Author Interviews, Genetic Research, Heart Disease, Nature / 14.06.2024
Coronary Artery Disease: Rare Genetic Variants Using Machine Learning Model
MedicalResearch.com Interview with:
Ben Omega Petrazzini, B.Sc.
Associate Bioinformatician
Ron Do Laboratory
Ron Do, Ph.D.
Professor, Department of Genetics and Genomic Sciences
Director, Center for Genomic Data Analytics
Associate Director in Academic Affairs, The Charles Bronfman Institute for Personalized Medicine
Charles Bronfman Professor in Personalized Medicine
Icahn School of Medicine at Mount Sinai
MedicalResearch.com: What is the background for this study?

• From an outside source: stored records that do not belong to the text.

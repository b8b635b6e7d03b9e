//! End-to-end tests against an in-process WebSocket server.

use std::sync::atomic::{AtomicUsize, Ordering};
use std::sync::Arc;
use std::time::Duration;

use async_trait::async_trait;
use futures::{SinkExt, StreamExt};
use parking_lot::Mutex;
use tokio::net::TcpListener;
use tokio_tungstenite::accept_async;
use tokio_tungstenite::tungstenite::Message;

use tickstream_client::feed::FeedHandle;
use tickstream_client::ws::{ConnectionState, Envelope, FeedCallback, WsClient, WsConfig};
use tickstream_core::error::TransportError;

fn init_tracing() {
    let _ = tracing_subscriber::fmt().with_test_writer().try_init();
}

async fn bind() -> (TcpListener, String) {
    let listener = TcpListener::bind("127.0.0.1:0").await.unwrap();
    let url = format!("ws://{}", listener.local_addr().unwrap());
    (listener, url)
}

async fn wait_for(mut cond: impl FnMut() -> bool, ms: u64) -> bool {
    let deadline = tokio::time::Instant::now() + Duration::from_millis(ms);
    while tokio::time::Instant::now() < deadline {
        if cond() {
            return true;
        }
        tokio::time::sleep(Duration::from_millis(10)).await;
    }
    cond()
}

/// Records every callback invocation for assertions.
#[derive(Clone, Default)]
struct Recorder(Arc<RecorderInner>);

#[derive(Default)]
struct RecorderInner {
    connected: AtomicUsize,
    disconnected: AtomicUsize,
    errors: AtomicUsize,
    envelopes: Mutex<Vec<Envelope>>,
}

impl Recorder {
    fn connected(&self) -> usize {
        self.0.connected.load(Ordering::SeqCst)
    }

    fn disconnected(&self) -> usize {
        self.0.disconnected.load(Ordering::SeqCst)
    }

    fn envelopes(&self) -> Vec<Envelope> {
        self.0.envelopes.lock().clone()
    }
}

#[async_trait]
impl FeedCallback for Recorder {
    async fn on_envelope(&self, envelope: Envelope) {
        self.0.envelopes.lock().push(envelope);
    }

    async fn on_connected(&self) {
        self.0.connected.fetch_add(1, Ordering::SeqCst);
    }

    async fn on_disconnected(&self, _reason: Option<String>) {
        self.0.disconnected.fetch_add(1, Ordering::SeqCst);
    }

    async fn on_error(&self, _error: TransportError) {
        self.0.errors.fetch_add(1, Ordering::SeqCst);
    }
}

fn client_with(url: &str, delay_ms: u64, auto_reconnect: bool) -> WsClient {
    WsClient::new(
        WsConfig::builder()
            .url(url)
            .auto_reconnect(auto_reconnect)
            .reconnect_delay(Duration::from_millis(delay_ms))
            .connect_timeout(Duration::from_secs(2))
            .build(),
    )
}

#[tokio::test]
async fn test_price_update_reaches_slot() {
    init_tracing();
    let (listener, url) = bind().await;

    let server = tokio::spawn(async move {
        let (stream, _) = listener.accept().await.unwrap();
        let mut ws = accept_async(stream).await.unwrap();
        ws.send(Message::Text(
            r#"{"type":"price_update","data":{"symbol":"BTC","price":65000,"change_24h":1.2},"timestamp":"2024-01-01T00:00:00Z"}"#.to_string(),
        ))
        .await
        .unwrap();
        tokio::time::sleep(Duration::from_millis(300)).await;
    });

    let feed = FeedHandle::with_config(
        WsConfig::builder()
            .url(&url)
            .reconnect_delay(Duration::from_millis(3000))
            .build(),
    );
    feed.connect().await.unwrap();

    let slots = feed.slots().clone();
    assert!(wait_for(|| slots.price.is_set(), 1000).await);

    let price = slots.price.get().unwrap();
    assert_eq!(price.symbol, "BTC");
    assert!((price.price - 65000.0).abs() < f64::EPSILON);
    assert!((price.change_24h - 1.2).abs() < f64::EPSILON);

    feed.disconnect().await;
    server.await.unwrap();
}

#[tokio::test]
async fn test_liveness_probe_answered_with_bare_pong() {
    init_tracing();
    let (listener, url) = bind().await;

    let (reply_tx, reply_rx) = tokio::sync::oneshot::channel();
    let server = tokio::spawn(async move {
        let (stream, _) = listener.accept().await.unwrap();
        let mut ws = accept_async(stream).await.unwrap();
        ws.send(Message::Text(
            r#"{"type":"ping","timestamp":"2024-01-01T00:00:00Z"}"#.to_string(),
        ))
        .await
        .unwrap();
        let reply = tokio::time::timeout(Duration::from_secs(2), ws.next())
            .await
            .unwrap()
            .unwrap()
            .unwrap();
        reply_tx.send(reply).unwrap();

        // Keep the connection up until the client side is done asserting.
        tokio::time::sleep(Duration::from_millis(500)).await;
    });

    let client = client_with(&url, 3000, true);
    let recorder = Recorder::default();
    client.set_callback(recorder.clone());
    client.connect().await.unwrap();

    let reply = reply_rx.await.unwrap();
    assert_eq!(reply, Message::Text("pong".to_string()));

    // The probe is answered internally and never dispatched.
    assert!(recorder.envelopes().is_empty());
    assert!(client.is_connected());

    client.disconnect().await;
    server.await.unwrap();
}

#[tokio::test]
async fn test_unexpected_close_triggers_single_reconnect() {
    init_tracing();
    let (listener, url) = bind().await;

    let server = tokio::spawn(async move {
        let (stream, _) = listener.accept().await.unwrap();
        let mut ws = accept_async(stream).await.unwrap();
        ws.close(None).await.unwrap();
        drop(ws);

        // The client should dial again after the fixed delay.
        let second = tokio::time::timeout(Duration::from_secs(2), listener.accept())
            .await
            .expect("no reconnect attempt")
            .unwrap();
        let _ws = accept_async(second.0).await.unwrap();
        tokio::time::sleep(Duration::from_millis(200)).await;
    });

    let client = client_with(&url, 300, true);
    let recorder = Recorder::default();
    client.set_callback(recorder.clone());
    client.connect().await.unwrap();

    let rec = recorder.clone();
    assert!(wait_for(|| rec.disconnected() == 1, 1000).await);
    assert!(client.reconnect_pending());
    assert_eq!(client.state(), ConnectionState::Reconnecting);

    let rec = recorder.clone();
    assert!(wait_for(|| rec.connected() == 2, 2000).await);
    assert!(client.is_connected());
    assert!(!client.reconnect_pending());
    assert_eq!(recorder.disconnected(), 1);

    server.await.unwrap();
    client.disconnect().await;
}

#[tokio::test]
async fn test_disconnect_cancels_pending_reconnect() {
    init_tracing();
    let (listener, url) = bind().await;

    let server = tokio::spawn(async move {
        let (stream, _) = listener.accept().await.unwrap();
        let mut ws = accept_async(stream).await.unwrap();
        ws.close(None).await.unwrap();
        drop(ws);

        // No re-dial may arrive once disconnect() ran.
        tokio::time::timeout(Duration::from_millis(800), listener.accept())
            .await
            .is_ok()
    });

    let client = client_with(&url, 300, true);
    let recorder = Recorder::default();
    client.set_callback(recorder.clone());
    client.connect().await.unwrap();

    let rec = recorder.clone();
    assert!(wait_for(|| rec.disconnected() == 1, 1000).await);
    client.disconnect().await;

    assert_eq!(client.state(), ConnectionState::Idle);
    assert!(!client.reconnect_pending());

    let reconnected = server.await.unwrap();
    assert!(!reconnected, "reconnect fired after disconnect");
}

#[tokio::test]
async fn test_disconnect_during_handshake_leaves_idle() {
    init_tracing();
    let (listener, url) = bind().await;

    // Accept the TCP connection but stall the WebSocket handshake so the
    // dial is still suspended when disconnect() runs.
    let server = tokio::spawn(async move {
        let (stream, _) = listener.accept().await.unwrap();
        tokio::time::sleep(Duration::from_millis(600)).await;
        let _ = accept_async(stream).await;
        tokio::time::sleep(Duration::from_millis(200)).await;
    });

    let client = Arc::new(client_with(&url, 300, true));
    let recorder = Recorder::default();
    client.set_callback(recorder.clone());

    let dialing = client.clone();
    let dial = tokio::spawn(async move { dialing.connect().await });

    assert!(
        wait_for(|| client.state() == ConnectionState::Connecting, 500).await,
        "dial never started"
    );
    client.disconnect().await;
    assert_eq!(client.state(), ConnectionState::Idle);

    // The handshake completes afterwards; the fresh stream is discarded
    // instead of becoming a live handle.
    dial.await.unwrap().unwrap();
    assert_eq!(client.state(), ConnectionState::Idle);
    assert!(!client.is_connected());
    assert!(!client.reconnect_pending());
    assert_eq!(recorder.connected(), 0);

    server.await.unwrap();
}

#[tokio::test]
async fn test_connect_is_idempotent_while_open() {
    init_tracing();
    let (listener, url) = bind().await;

    let server = tokio::spawn(async move {
        let (stream, _) = listener.accept().await.unwrap();
        let _ws = accept_async(stream).await.unwrap();

        // A second handshake would show up as another accept.
        tokio::time::timeout(Duration::from_millis(500), listener.accept())
            .await
            .is_ok()
    });

    let client = client_with(&url, 3000, true);
    let recorder = Recorder::default();
    client.set_callback(recorder.clone());

    client.connect().await.unwrap();
    client.connect().await.unwrap();

    assert_eq!(client.state(), ConnectionState::Open);
    assert_eq!(recorder.connected(), 1);

    let second_handshake = server.await.unwrap();
    assert!(!second_handshake);

    client.disconnect().await;
}

#[tokio::test]
async fn test_malformed_frame_dropped_connection_stays_open() {
    init_tracing();
    let (listener, url) = bind().await;

    let server = tokio::spawn(async move {
        let (stream, _) = listener.accept().await.unwrap();
        let mut ws = accept_async(stream).await.unwrap();
        ws.send(Message::Text("not json at all".to_string()))
            .await
            .unwrap();
        ws.send(Message::Text(
            r#"{"type":"echo","data":"still alive","timestamp":""}"#.to_string(),
        ))
        .await
        .unwrap();
        tokio::time::sleep(Duration::from_millis(300)).await;
    });

    let client = client_with(&url, 3000, true);
    let recorder = Recorder::default();
    client.set_callback(recorder.clone());
    client.connect().await.unwrap();

    let rec = recorder.clone();
    assert!(wait_for(|| !rec.envelopes().is_empty(), 1000).await);

    // Only the well-formed frame was dispatched; the connection survived.
    let envelopes = recorder.envelopes();
    assert_eq!(envelopes.len(), 1);
    assert_eq!(envelopes[0].kind, "echo");
    assert!(client.is_connected());
    assert_eq!(recorder.disconnected(), 0);

    client.disconnect().await;
    server.await.unwrap();
}

#[tokio::test]
async fn test_unknown_tag_mutates_no_slot() {
    init_tracing();
    let (listener, url) = bind().await;

    let server = tokio::spawn(async move {
        let (stream, _) = listener.accept().await.unwrap();
        let mut ws = accept_async(stream).await.unwrap();
        ws.send(Message::Text(
            r#"{"type":"unknown_tag","data":{},"timestamp":""}"#.to_string(),
        ))
        .await
        .unwrap();
        ws.send(Message::Text(
            r#"{"type":"system_status","data":{"mode":"paused","points_today":0,"volume_today":0},"timestamp":""}"#.to_string(),
        ))
        .await
        .unwrap();
        tokio::time::sleep(Duration::from_millis(300)).await;
    });

    let feed = FeedHandle::with_config(WsConfig::builder().url(&url).build());
    feed.connect().await.unwrap();

    let slots = feed.slots().clone();
    assert!(wait_for(|| slots.status.is_set(), 1000).await);

    // The unknown tag arrived first and touched nothing.
    assert!(!slots.price.is_set());
    assert!(!slots.orderbook.is_set());
    assert!(!slots.trade.is_set());
    assert!(feed.is_connected());

    feed.disconnect().await;
    server.await.unwrap();
}

#[tokio::test]
async fn test_send_while_idle_returns_false_and_mutates_nothing() {
    init_tracing();
    let feed = FeedHandle::with_config(WsConfig::builder().url("ws://127.0.0.1:9/ws").build());

    assert!(!feed.send_text("ping").await);
    assert_eq!(feed.state(), ConnectionState::Idle);
    assert!(!feed.slots().price.is_set());
    assert!(!feed.slots().status.is_set());
}

#[tokio::test]
async fn test_send_roundtrip_while_open() {
    init_tracing();
    let (listener, url) = bind().await;

    let server = tokio::spawn(async move {
        let (stream, _) = listener.accept().await.unwrap();
        let mut ws = accept_async(stream).await.unwrap();
        let first = tokio::time::timeout(Duration::from_secs(2), ws.next())
            .await
            .unwrap()
            .unwrap()
            .unwrap();
        let second = tokio::time::timeout(Duration::from_secs(2), ws.next())
            .await
            .unwrap()
            .unwrap()
            .unwrap();
        (first, second)
    });

    let client = client_with(&url, 3000, true);
    client.connect().await.unwrap();

    // Raw text passes through unchanged; structured values are JSON-encoded.
    assert!(client.send_text("hello").await);
    assert!(client.send_json(&serde_json::json!({"type": "echo"})).await);

    let (first, second) = server.await.unwrap();
    assert_eq!(first, Message::Text("hello".to_string()));
    assert_eq!(second, Message::Text(r#"{"type":"echo"}"#.to_string()));

    client.disconnect().await;
}

#[tokio::test]
async fn test_no_reconnect_when_disabled() {
    init_tracing();
    let (listener, url) = bind().await;

    let server = tokio::spawn(async move {
        let (stream, _) = listener.accept().await.unwrap();
        let mut ws = accept_async(stream).await.unwrap();
        ws.close(None).await.unwrap();
        drop(ws);

        tokio::time::timeout(Duration::from_millis(600), listener.accept())
            .await
            .is_ok()
    });

    let client = client_with(&url, 100, false);
    let recorder = Recorder::default();
    client.set_callback(recorder.clone());
    client.connect().await.unwrap();

    let rec = recorder.clone();
    assert!(wait_for(|| rec.disconnected() == 1, 1000).await);
    assert!(!client.reconnect_pending());
    assert_eq!(client.state(), ConnectionState::Idle);

    let reconnected = server.await.unwrap();
    assert!(!reconnected);
}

Response: Rare coding variants directly affect protein function and can inform the role of a gene in disease.
Discovery of rare coding variant associations for coronary artery disease (CAD) to date have only had limited success. Genetic studies typically use standard phenotyping approaches to classify cases versus controls for CAD. However, this phenotyping approach doesn’t capture disease progression or severity in individuals.
We recently introduced an in-silico score for CAD (ISCAD) that tracks CAD progression, severity, underdiagnosis and mortality (Forrest et al. The Lancet, 2023, PMID 36563696). ISCAD was built using a machine learning model trained on clinical data from electronic health records (EHR). Importantly, ISCAD is a quantitative score that measures CAD on a spectrum. The quantitative nature of the score provides an opportunity to discover additional rare coding variant associations that may not have been detected with the standard case-control phenotyping approach.
Here in this study, we performed a large-scale rare variant association study in the exome sequences of 604,915 individuals for ISCAD, a machine learning-based score for CAD.